The words are scary. Newscasters shout the cataclysmic, dire predictions about the state of our planet from screens we can’t escape.
The truth is, though, most of us haven’t heard of ocean acidification or nitrogen discharge. Most of us don’t understand the significance of 350 PPM and how our ever-present masks are connected to bat habitats and wet markets 6,000 miles away.
We’re spending time with our families, juggling responsibilities, trying to cobble together dinner. We’re busy living, often too busy to consider too much of anything in too much detail.
Most of us, however, do sense something is off. We sense these abstract, often hard-to-understand disturbances reflect things we’re doing. We sense they’re part of a pattern, an interconnected web that finds us at the center.

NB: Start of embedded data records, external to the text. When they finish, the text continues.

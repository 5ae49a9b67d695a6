// src/services/mod.rs
pub mod api_client;
pub mod downloads;
pub mod line_capture;
pub mod metrics_view;
pub mod preview_renderer;
pub mod results;
pub mod telemetry;
pub mod workflow;

#[cfg(test)]
pub mod testing;

pub use api_client::{DownloadKind, HttpVideoApi, VideoApi, VideoFile};
pub use downloads::Downloader;
pub use line_capture::{DisplayRect, LineCapture};
pub use metrics_view::{MetricsSnapshot, MetricsTab, MetricsWindow};
pub use preview_renderer::{PreviewData, PreviewRenderer};
pub use results::{LogNotifier, Notifier, ResultsDownloads, ResultsPage};
pub use telemetry::{ComponentMetrics, UiTelemetry};
pub use workflow::{UploadWorkflow, WorkflowOutcome, WorkflowPhase};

We know somehow we’re dragging these things closer to us by driving our cars, by flying off to Europe, by grilling hotdogs in our backyards.
We celebrated Earth Day’s 50th anniversary amid the worst pandemic in a century. Suddenly, we’re forced to confront an uncomfortable truth: There is not human health or climate health or animal health, there is only health.
We’re all connected, dependent on each other. There’s only this one small, interconnected world, where every breath of air and each bite of food is made up of molecules that have passed through both time and species, across party lines, traversing continents to meet you where you are at this exact moment.
And every day, we learn health does not respect the walls between species, political parties or borders.
“Even with all our medical technologies, we cannot have well humans on a sick planet,” Thomas Berry, who among other things was a family farmer, said.
This view of health starts with some of our most important choices: what we eat every day. More than anything else, this decision matters most.
There’s no reason to overcomplicate this.